▶ [Exercise details] Copy every line that contains the string "FileSystem" from the entries below.

Stored items
···
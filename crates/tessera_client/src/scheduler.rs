//! Deferred flush scheduling on the tokio timer wheel.

use std::future::Future;
use std::time::Duration;

use tokio::task::JoinHandle;
use tokio_util::sync::CancellationToken;

/// Fires deferred flush tasks after a configured delay.
///
/// `stop` cancels every firing that has not happened yet; tasks already
/// past their delay run to completion. Registrations are cheap, so many
/// small timeouts may be outstanding at once.
pub struct FlushScheduler {
    shutdown: CancellationToken,
}

impl FlushScheduler {
    pub fn new() -> Self {
        Self {
            shutdown: CancellationToken::new(),
        }
    }

    /// Run `task` after `delay` unless the scheduler is stopped first.
    pub fn after<F>(&self, delay: Duration, task: F) -> JoinHandle<()>
    where
        F: Future<Output = ()> + Send + 'static,
    {
        let shutdown = self.shutdown.clone();
        tokio::spawn(async move {
            tokio::select! {
                _ = shutdown.cancelled() => {}
                _ = tokio::time::sleep(delay) => task.await,
            }
        })
    }

    /// Cancel all pending firings.
    pub fn stop(&self) {
        self.shutdown.cancel();
    }
}

impl Default for FlushScheduler {
    fn default() -> Self {
        Self::new()
    }
}
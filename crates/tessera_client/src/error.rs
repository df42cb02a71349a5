//! Error taxonomy surfaced by the write session.
//!
//! Per-operation failures are delivered through each operation's receipt;
//! batch-wide failures fan the same error out to every operation in the
//! batch, which is why `SessionError` is cloneable.

use thiserror::Error;

/// Terminal value of one applied operation: `Ok(None)` on success,
/// `Ok(Some(row error))` when the server rejected that row, `Err` when the
/// operation or its whole batch failed.
pub type OpResult = Result<Option<RowError>, SessionError>;

#[derive(Debug, Clone, Error, PartialEq, Eq)]
pub enum SessionError {
    /// A configuration change was requested while writes are buffered.
    #[error("invalid argument: {message}")]
    InvalidArgument { message: String },

    /// Manual flush is enabled and the per-batch buffer is already full.
    #[error("manual flush is enabled but the buffer is too big")]
    BufferFull,

    /// The operation ran out of apply attempts.
    #[error("operation gave up after {attempts} attempts")]
    RetryExhausted { attempts: u32 },

    /// The dispatcher returned a payload the session cannot interpret.
    #[error("unexpected write response: {message}")]
    InvalidResponse { message: String },

    /// The server rejected the whole write request.
    #[error("server error {code}: {message}")]
    Server { code: i32, message: String },

    /// The dispatcher failed to deliver the request.
    #[error("transport failure: {message}")]
    Transport { message: String },

    /// The session went away before completing the operation.
    #[error("the session dropped the operation before completing it")]
    Aborted,
}

impl SessionError {
    pub(crate) fn invalid_argument(message: impl Into<String>) -> Self {
        Self::InvalidArgument {
            message: message.into(),
        }
    }

    /// Flatten a dispatcher error chain into a transport failure.
    pub(crate) fn transport(err: &anyhow::Error) -> Self {
        Self::Transport {
            message: format!("{err:#}"),
        }
    }
}

/// Per-row failure reported by the server for one operation in a batch.
#[derive(Debug, Clone, PartialEq, Eq)]
pub struct RowError {
    /// Position of the failed operation within its batch.
    pub row_index: usize,
    pub code: i32,
    pub message: String,
}

impl RowError {
    pub fn new(row_index: usize, code: i32, message: impl Into<String>) -> Self {
        Self {
            row_index,
            code,
            message: message.into(),
        }
    }
}
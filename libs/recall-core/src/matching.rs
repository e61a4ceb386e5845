//! Answer matching for typed mode study sessions.

use serde::{Deserialize, Serialize};

use crate::error::ValidationError;
use crate::types::MatchingMode;

/// Result of comparing a typed answer to the correct answer.
#[derive(Debug, Clone, PartialEq, Serialize, Deserialize)]
pub struct MatchResult {
    /// Whether the answer is considered correct.
    pub is_correct: bool,
    /// Levenshtein similarity of the normalized strings, 0.0 to 1.0.
    pub similarity: f64,
    /// The matching mode used.
    pub matching_mode: MatchingMode,
    /// Normalized typed answer (for display).
    pub typed_normalized: String,
    /// Normalized correct answer (for display).
    pub correct_normalized: String,
    /// Token alignment of the normalized strings.
    pub diff: Vec<DiffSegment>,
}

/// Compare a typed answer to the correct answer.
///
/// The threshold only matters in fuzzy mode and must lie in `[0, 1]` there.
pub fn compare(
    typed: &str,
    correct: &str,
    mode: MatchingMode,
    fuzzy_threshold: f64,
) -> Result<MatchResult, ValidationError> {
    if mode == MatchingMode::Fuzzy && !(0.0..=1.0).contains(&fuzzy_threshold) {
        return Err(ValidationError::InvalidThreshold(fuzzy_threshold));
    }

    let typed_normalized = normalize(typed, mode);
    let correct_normalized = normalize(correct, mode);
    let similarity = normalized_similarity(&typed_normalized, &correct_normalized);

    let is_correct = match mode {
        MatchingMode::Exact | MatchingMode::CaseInsensitive => {
            typed_normalized == correct_normalized
        }
        MatchingMode::Fuzzy => similarity >= fuzzy_threshold,
    };

    let diff = diff(&typed_normalized, &correct_normalized);

    Ok(MatchResult {
        is_correct,
        similarity,
        matching_mode: mode,
        typed_normalized,
        correct_normalized,
        diff,
    })
}

/// Trim, and lowercase for every mode except exact.
fn normalize(s: &str, mode: MatchingMode) -> String {
    let trimmed = s.trim();
    match mode {
        MatchingMode::Exact => trimmed.to_string(),
        MatchingMode::CaseInsensitive | MatchingMode::Fuzzy => trimmed.to_lowercase(),
    }
}

/// Calculate Levenshtein distance between two strings, in chars.
pub fn levenshtein_distance(a: &str, b: &str) -> usize {
    let a_chars: Vec<char> = a.chars().collect();
    let b_chars: Vec<char> = b.chars().collect();

    let m = a_chars.len();
    let n = b_chars.len();

    if m == 0 {
        return n;
    }
    if n == 0 {
        return m;
    }

    // Two rows instead of the full matrix
    let mut prev = (0..=n).collect::<Vec<_>>();
    let mut curr = vec![0; n + 1];

    for i in 1..=m {
        curr[0] = i;

        for j in 1..=n {
            let cost = usize::from(a_chars[i - 1] != b_chars[j - 1]);

            curr[j] = (prev[j] + 1) // deletion
                .min(curr[j - 1] + 1) // insertion
                .min(prev[j - 1] + cost); // substitution
        }

        std::mem::swap(&mut prev, &mut curr);
    }

    prev[n]
}

/// Similarity in `[0, 1]`: 1 - distance / max(len). Two empty strings are
/// identical.
pub fn normalized_similarity(a: &str, b: &str) -> f64 {
    let max_len = a.chars().count().max(b.chars().count());
    if max_len == 0 {
        return 1.0;
    }

    let distance = levenshtein_distance(a, b);
    1.0 - (distance as f64 / max_len as f64)
}

/// Segment tag in a typed-vs-correct diff.
#[derive(Debug, Clone, Copy, Serialize, Deserialize, PartialEq, Eq)]
#[serde(rename_all = "snake_case")]
pub enum DiffType {
    /// Text is the same in both strings.
    Same,
    /// Text only in the typed answer.
    Added,
    /// Text only in the correct answer.
    Removed,
}

#[derive(Debug, Clone, Serialize, Deserialize, PartialEq, Eq)]
pub struct DiffSegment {
    pub text: String,
    pub diff_type: DiffType,
}

impl DiffSegment {
    fn new(text: &str, diff_type: DiffType) -> Self {
        Self {
            text: text.to_string(),
            diff_type,
        }
    }
}

/// Token-level diff between typed and correct answers.
///
/// Tokens are maximal runs of whitespace or non-whitespace, so every byte of
/// both inputs lands in exactly one segment. Concatenating `Same` + `Added`
/// gives back `typed`; `Same` + `Removed` gives back `correct`.
pub fn diff(typed: &str, correct: &str) -> Vec<DiffSegment> {
    let a = tokenize(typed);
    let b = tokenize(correct);
    let (n, m) = (a.len(), b.len());

    // lcs[i][j] = LCS length of a[i..] and b[j..]
    let mut lcs = vec![vec![0usize; m + 1]; n + 1];
    for i in (0..n).rev() {
        for j in (0..m).rev() {
            lcs[i][j] = if a[i] == b[j] {
                lcs[i + 1][j + 1] + 1
            } else {
                lcs[i + 1][j].max(lcs[i][j + 1])
            };
        }
    }

    let mut segments: Vec<DiffSegment> = Vec::new();
    let mut push = |text: &str, diff_type: DiffType| match segments.last_mut() {
        Some(last) if last.diff_type == diff_type => last.text.push_str(text),
        _ => segments.push(DiffSegment::new(text, diff_type)),
    };

    let (mut i, mut j) = (0, 0);
    while i < n && j < m {
        if a[i] == b[j] {
            push(a[i], DiffType::Same);
            i += 1;
            j += 1;
        } else if lcs[i + 1][j] >= lcs[i][j + 1] {
            push(a[i], DiffType::Added);
            i += 1;
        } else {
            push(b[j], DiffType::Removed);
            j += 1;
        }
    }
    for &token in &a[i..] {
        push(token, DiffType::Added);
    }
    for &token in &b[j..] {
        push(token, DiffType::Removed);
    }

    segments
}

fn tokenize(s: &str) -> Vec<&str> {
    let mut tokens = Vec::new();
    let mut start = 0;
    let mut in_space = None;

    for (idx, ch) in s.char_indices() {
        let is_space = ch.is_whitespace();
        match in_space {
            Some(prev) if prev != is_space => {
                tokens.push(&s[start..idx]);
                start = idx;
            }
            _ => {}
        }
        in_space = Some(is_space);
    }
    if start < s.len() {
        tokens.push(&s[start..]);
    }
    tokens
}
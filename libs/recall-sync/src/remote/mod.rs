//! Remote identity authority: wire types and the client seam.

mod http;

pub use http::{ensure_registered, HttpConnector, HttpRemote};

use std::sync::Arc;

use async_trait::async_trait;
use chrono::{DateTime, Utc};
use recall_core::{Card, DeviceId, Review};
use serde::{Deserialize, Serialize};

use crate::error::SyncError;
use crate::store::{CardStateWithId, SettingsSnapshot};

/// File content sent for id assignment.
#[derive(Debug, Clone, PartialEq, Eq, Serialize, Deserialize)]
pub struct SyncFile {
    pub path: String,
    pub content: String,
    pub hash: String,
}

#[derive(Debug, Clone, Serialize, Deserialize)]
pub struct UploadRequest {
    pub files: Vec<SyncFile>,
}

#[derive(Debug, Clone, Default, PartialEq, Eq, Serialize, Deserialize)]
pub struct UploadResponse {
    /// Files whose content changed because ids were inserted.
    pub updated_files: Vec<UpdatedFile>,
    pub new_ids: Vec<NewIdAssignment>,
    pub orphaned_cards: Vec<OrphanInfo>,
}

#[derive(Debug, Clone, PartialEq, Eq, Serialize, Deserialize)]
pub struct UpdatedFile {
    pub path: String,
    pub content: String,
    pub hash: String,
}

#[derive(Debug, Clone, PartialEq, Eq, Serialize, Deserialize)]
pub struct NewIdAssignment {
    pub path: String,
    /// 1-based line of the record start in the uploaded content.
    pub line: usize,
    pub id: i64,
}

/// A previously known card missing from every uploaded file.
#[derive(Debug, Clone, PartialEq, Eq, Serialize, Deserialize)]
pub struct OrphanInfo {
    pub card_id: i64,
    pub question_preview: String,
}

#[derive(Debug, Clone, Serialize, Deserialize)]
pub struct PushReviewsRequest {
    pub reviews: Vec<Review>,
    #[serde(default, skip_serializing_if = "Option::is_none")]
    pub settings: Option<SettingsSnapshot>,
}

#[derive(Debug, Clone, PartialEq, Eq, Serialize, Deserialize)]
pub struct PushReviewsResponse {
    pub synced_count: usize,
}

#[derive(Debug, Clone, Serialize, Deserialize)]
pub struct PullRequest {
    #[serde(default, skip_serializing_if = "Option::is_none")]
    pub last_sync_at: Option<DateTime<Utc>>,
}

#[derive(Debug, Clone, PartialEq, Serialize, Deserialize)]
pub struct PullResponse {
    /// Includes soft-deleted cards so deletions propagate.
    pub cards: Vec<Card>,
    pub card_states: Vec<CardStateWithId>,
    pub settings: SettingsSnapshot,
    pub server_time: DateTime<Utc>,
}

#[derive(Debug, Clone, Serialize, Deserialize)]
pub struct ConfirmDeleteRequest {
    pub card_ids: Vec<i64>,
}

#[derive(Debug, Clone, PartialEq, Eq, Serialize, Deserialize)]
pub struct ConfirmDeleteResponse {
    pub deleted_count: usize,
}

#[derive(Debug, Clone, Serialize, Deserialize)]
pub struct DeviceRegisterRequest {
    pub name: String,
}

#[derive(Debug, Clone, PartialEq, Eq, Serialize, Deserialize)]
pub struct DeviceRegisterResponse {
    pub device_id: DeviceId,
    pub token: String,
}

#[derive(Debug, Clone, PartialEq, Eq, Serialize, Deserialize)]
pub struct DeviceStatusResponse {
    pub device_id: DeviceId,
    pub name: String,
    pub created_at: DateTime<Utc>,
    pub last_seen_at: Option<DateTime<Utc>>,
    pub card_count: usize,
    pub review_count: usize,
}

/// Operations the reconciler needs from the identity authority, scoped to
/// one authenticated device.
#[async_trait]
pub trait RemoteAuthority: Send + Sync {
    async fn health(&self) -> Result<(), SyncError>;
    async fn upload(&self, request: UploadRequest) -> Result<UploadResponse, SyncError>;
    async fn push_reviews(
        &self,
        request: PushReviewsRequest,
    ) -> Result<PushReviewsResponse, SyncError>;
    async fn pull(&self, request: PullRequest) -> Result<PullResponse, SyncError>;
    async fn confirm_delete(
        &self,
        request: ConfirmDeleteRequest,
    ) -> Result<ConfirmDeleteResponse, SyncError>;
}

/// Opens a session to the authority at an endpoint.
pub trait Connector: Send + Sync {
    fn connect(&self, endpoint: &str) -> Result<Arc<dyn RemoteAuthority>, SyncError>;
}
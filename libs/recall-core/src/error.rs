//! Error types for recall-core.

use thiserror::Error;

/// Input rejected at the call boundary. Nothing is applied when one of these
/// is returned.
#[derive(Debug, Clone, PartialEq, Error)]
pub enum ValidationError {
    #[error("invalid rating value {0} (expected 1-4)")]
    InvalidRating(u8),

    #[error("rating value {value} is not valid on the {scale} scale")]
    RatingOutOfScale { value: u8, scale: &'static str },

    #[error("unknown algorithm: {0}")]
    UnknownAlgorithm(String),

    #[error("unknown rating scale: {0}")]
    UnknownRatingScale(String),

    #[error("unknown matching mode: {0}")]
    UnknownMatchingMode(String),

    #[error("unknown answer mode: {0}")]
    UnknownAnswerMode(String),

    #[error("unknown card status: {0}")]
    UnknownStatus(String),

    #[error("fuzzy threshold {0} is outside [0, 1]")]
    InvalidThreshold(f64),
}

/// Per-record problem found while parsing markdown. A warning excludes the
/// affected record only; parsing continues with the next one.
#[derive(Debug, Clone, PartialEq, Eq, Error)]
pub enum ParseWarning {
    #[error("missing question in record starting at line {line}")]
    MissingQuestion { line: usize },

    #[error("missing answer in record starting at line {line}")]
    MissingAnswer { line: usize },

    #[error("invalid ID format at line {line}: {value}")]
    InvalidId { line: usize, value: String },

    #[error("duplicate ID {id} at line {line}")]
    DuplicateId { id: i64, line: usize },
}

impl ParseWarning {
    /// Line where the offending record starts (1-based).
    pub fn line(&self) -> usize {
        match self {
            Self::MissingQuestion { line }
            | Self::MissingAnswer { line }
            | Self::InvalidId { line, .. }
            | Self::DuplicateId { line, .. } => *line,
        }
    }
}
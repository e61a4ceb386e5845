//! Error types for the store, the authority and the sync engine.

use recall_core::ValidationError;
use thiserror::Error;

/// Local store errors.
#[derive(Debug, Error)]
pub enum StoreError {
    #[error("sqlite error: {0}")]
    Sqlite(#[from] rusqlite::Error),

    #[error("card not found: {0}")]
    CardNotFound(i64),

    #[error("invalid data: {0}")]
    InvalidData(String),

    #[error("store lock poisoned")]
    LockPoisoned,
}

impl From<ValidationError> for StoreError {
    fn from(e: ValidationError) -> Self {
        Self::InvalidData(e.to_string())
    }
}

impl From<serde_json::Error> for StoreError {
    fn from(e: serde_json::Error) -> Self {
        Self::InvalidData(e.to_string())
    }
}

/// Errors from recording a review.
#[derive(Debug, Error)]
pub enum StudyError {
    #[error(transparent)]
    Validation(#[from] ValidationError),

    #[error(transparent)]
    Store(#[from] StoreError),
}

/// Identity authority errors.
#[derive(Debug, Clone, PartialEq, Eq, Error)]
pub enum AuthorityError {
    #[error("card id sequence exhausted")]
    IdentityExhausted,

    #[error("unknown device: {0}")]
    UnknownDevice(String),

    #[error("content hash mismatch for {0}")]
    HashMismatch(String),

    #[error("snapshot error: {0}")]
    Snapshot(String),
}

/// Sync errors.
#[derive(Debug, Error)]
pub enum SyncError {
    #[error("Network error: {0}")]
    Network(String),

    #[error("Backend error: {status} - {message}")]
    Backend { status: u16, message: String },

    #[error("Store error: {0}")]
    Store(#[from] StoreError),

    #[error("File system error: {0}")]
    FileSystem(String),

    #[error("Parse error: {0}")]
    Parse(String),

    #[error("Not authenticated - please register device first")]
    NotAuthenticated,

    #[error("Sync already in progress")]
    AlreadyInProgress,

    #[error("Sync cancelled by user")]
    Cancelled,

    #[error("No orphan confirmation is pending")]
    NotAwaitingConfirmation,

    #[error("Card identity sequence exhausted")]
    IdentityExhausted,

    #[error("Sync failed: {0}")]
    Failed(String),

    #[error(transparent)]
    Validation(#[from] ValidationError),
}

impl From<std::io::Error> for SyncError {
    fn from(e: std::io::Error) -> Self {
        Self::FileSystem(e.to_string())
    }
}

impl From<reqwest::Error> for SyncError {
    fn from(e: reqwest::Error) -> Self {
        if e.is_decode() {
            Self::Parse(e.to_string())
        } else {
            Self::Network(e.to_string())
        }
    }
}

impl From<AuthorityError> for SyncError {
    fn from(e: AuthorityError) -> Self {
        match e {
            AuthorityError::IdentityExhausted => Self::IdentityExhausted,
            AuthorityError::UnknownDevice(_) => Self::NotAuthenticated,
            AuthorityError::HashMismatch(_) => Self::Backend {
                status: 400,
                message: e.to_string(),
            },
            AuthorityError::Snapshot(_) => Self::Backend {
                status: 500,
                message: e.to_string(),
            },
        }
    }
}

#[cfg(test)]
mod tests {
    use super::*;

    #[test]
    fn authority_errors_map_onto_sync_errors() {
        assert!(matches!(
            SyncError::from(AuthorityError::IdentityExhausted),
            SyncError::IdentityExhausted
        ));
        assert!(matches!(
            SyncError::from(AuthorityError::UnknownDevice("d".into())),
            SyncError::NotAuthenticated
        ));
        assert!(matches!(
            SyncError::from(AuthorityError::HashMismatch("a.md".into())),
            SyncError::Backend { status: 400, .. }
        ));
    }

    #[test]
    fn error_display() {
        let error = SyncError::Backend {
            status: 503,
            message: "unavailable".to_string(),
        };
        assert_eq!(error.to_string(), "Backend error: 503 - unavailable");
        assert_eq!(
            StoreError::CardNotFound(12).to_string(),
            "card not found: 12"
        );
    }
}
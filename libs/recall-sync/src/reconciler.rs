//! Sync reconciler: a per-device state machine that exchanges cards,
//! reviews and state with the identity authority one stage at a time.

use std::path::PathBuf;
use std::sync::atomic::{AtomicBool, Ordering};
use std::sync::{Arc, Mutex, PoisonError};

use chrono::{DateTime, Utc};
use recall_core::{parse_all, Card, DeviceId};
use serde::Serialize;
use tracing::{debug, error, info, warn};

use crate::error::SyncError;
use crate::files::{collect_markdown, hash_content, write_atomically, WatchedFile};
use crate::remote::{
    ConfirmDeleteRequest, Connector, OrphanInfo, PullRequest, PullResponse, PushReviewsRequest,
    RemoteAuthority, SyncFile, UploadRequest, UploadResponse,
};
use crate::store::LocalStore;

/// Sync stages, in execution order.
#[derive(Debug, Clone, Copy, PartialEq, Eq, Serialize)]
#[serde(rename_all = "snake_case")]
pub enum SyncStage {
    Connecting,
    UploadingFiles,
    ParsingCards,
    ReceivingUpdates,
    PushingReviews,
    PullingState,
    ApplyingChanges,
    WritingFiles,
}

impl SyncStage {
    fn next(self) -> Option<Self> {
        match self {
            Self::Connecting => Some(Self::UploadingFiles),
            Self::UploadingFiles => Some(Self::ParsingCards),
            Self::ParsingCards => Some(Self::ReceivingUpdates),
            Self::ReceivingUpdates => Some(Self::PushingReviews),
            Self::PushingReviews => Some(Self::PullingState),
            Self::PullingState => Some(Self::ApplyingChanges),
            Self::ApplyingChanges => Some(Self::WritingFiles),
            Self::WritingFiles => None,
        }
    }
}

/// Sync statistics.
#[derive(Debug, Clone, Default, PartialEq, Eq, Serialize)]
pub struct SyncStats {
    pub files_uploaded: usize,
    pub cards_created: usize,
    pub cards_updated: usize,
    pub orphans_deleted: usize,
    pub reviews_synced: usize,
    pub states_pulled: usize,
}

/// Sync status.
#[derive(Debug, Clone, PartialEq, Serialize)]
#[serde(tag = "type", rename_all = "snake_case")]
pub enum SyncStatus {
    Idle,
    Syncing {
        stage: SyncStage,
    },
    AwaitingOrphanConfirmation {
        orphans: Vec<OrphanInfo>,
    },
    Completed {
        synced_at: DateTime<Utc>,
        stats: SyncStats,
    },
    Failed {
        error: String,
    },
}

impl SyncStatus {
    /// A sync is in flight: running a stage or waiting for the user.
    pub fn is_active(&self) -> bool {
        matches!(
            self,
            Self::Syncing { .. } | Self::AwaitingOrphanConfirmation { .. }
        )
    }
}

/// A watched file whose content the authority changed.
struct Rewrite {
    path: String,
    absolute: PathBuf,
    original_hash: String,
    content: String,
}

/// Data carried between the stages of one sync.
struct SyncSession {
    endpoint: String,
    roots: Vec<PathBuf>,
    remote: Option<Arc<dyn RemoteAuthority>>,
    files: Vec<WatchedFile>,
    upload: Option<UploadResponse>,
    cards: Vec<Card>,
    rewrites: Vec<Rewrite>,
    pull: Option<PullResponse>,
    stats: SyncStats,
}

impl SyncSession {
    fn new(endpoint: &str, roots: Vec<PathBuf>) -> Self {
        Self {
            endpoint: endpoint.to_string(),
            roots,
            remote: None,
            files: Vec::new(),
            upload: None,
            cards: Vec::new(),
            rewrites: Vec::new(),
            pull: None,
            stats: SyncStats::default(),
        }
    }

    fn remote(&self) -> Result<Arc<dyn RemoteAuthority>, SyncError> {
        self.remote
            .clone()
            .ok_or_else(|| SyncError::Failed("not connected".to_string()))
    }
}

/// What a finished stage asks the state machine to do next.
enum Step {
    Continue(SyncStage),
    AwaitOrphans(Vec<OrphanInfo>),
    Done(DateTime<Utc>),
}

/// Reconciles one device's local store and watched files with the
/// identity authority.
pub struct SyncEngine<S> {
    store: Arc<S>,
    connector: Arc<dyn Connector>,
    device: DeviceId,
    status: Mutex<SyncStatus>,
    session: tokio::sync::Mutex<Option<SyncSession>>,
    cancel: AtomicBool,
}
···
▶ [Answer to this task]
    FileSystem(String),
        Self::FileSystem(e.to_string())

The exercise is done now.